Pensacola was an hour’s drive down the coast. “Why you?” I asked.
“The woman had my business card in her purse. Her name is Rhonda Doakes. I’m sure I’ve never known anyone by that name. This whole thing is spooky.”
“Maybe she had the card for the address,” I ventured, my cop’s mind generating solutions. “How about your gardeners? Other part-time employees?”
“They’d probably have my business cards,” she said, mentally reviewing companies that kept her home and business running smoothly. “I’ve got a gardening service, housecleaning service, maintenance for my heating and AC, computer-system types, folks who keep the koi pond running smoothly, the place that services my car …” She paused in surprise. “I must hand out twenty cards a year to non-patients.”
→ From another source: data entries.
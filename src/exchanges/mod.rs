pub mod binance;
pub mod bitmart;
pub mod bybit;
pub mod gate;
pub mod mexc;
pub mod okx;
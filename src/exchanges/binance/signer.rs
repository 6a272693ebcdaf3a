use crate::core::config::Credentials;
use crate::core::kernel::{AuthScheme, CanonicalRequest, HmacSigner, Placement};
use crate::core::types::TimestampUnit;
use std::sync::Arc;

pub const API_KEY_HEADER: &str = "X-MBX-APIKEY";
pub const RECV_WINDOW: u64 = 5000;

/// Binance signs `query string + body` with HMAC-SHA256, hex encoded
pub fn canonicalize(request: &CanonicalRequest, _credentials: &Credentials) -> Vec<u8> {
    let mut payload = request.query.as_bytes().to_vec();
    payload.extend_from_slice(&request.body);
    payload
}

/// `timestamp` and `recvWindow` ride in the signed query; the signature is
/// appended last as `signature`
pub fn auth_scheme() -> AuthScheme {
    AuthScheme::new(
        Arc::new(HmacSigner::sha256_hex()),
        Arc::new(canonicalize),
        Placement::header(API_KEY_HEADER),
        Placement::query("signature"),
    )
    .with_timestamp_unit(TimestampUnit::Milliseconds)
    .with_signed_param("recvWindow", RECV_WINDOW)
    .with_timestamp_param("timestamp")
}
“You may never have seen this person, Doc,” I counseled.
“I’m not sure if that helps, Carson. But thanks.”
Kavanaugh’s work didn’t usually involve looking at dead bodies; tough for the first dozen or so. Harry and I volunteered to accompany Kavanaugh on her journey, part out of friendship, part detectively interest.
We made Pensacola in under an hour, entering the cooler room to see a round mound of gowned pathologist sitting and sipping coffee, and a slender black guy in a tan suit leaning a wall and reading the paper. The detective who’d caught the case, I figured. He was young, late twenties or so, meaning he was either good or connected. They rarely went together.
The pathologist was Leo Bates, morbidly obese, mid-forties, a six-foot egg with pumpkin head and a Van-dyke beard. Bates had started his career in Mobile fifteen years back, working with Clair. When it became clear she was the new Leonardo on the forensic pathology scene – or Newton, or Einstein; name your genius – Leo booked for Pensacola, where his two-hundred watts wouldn’t be outshone by Clair’s thousand.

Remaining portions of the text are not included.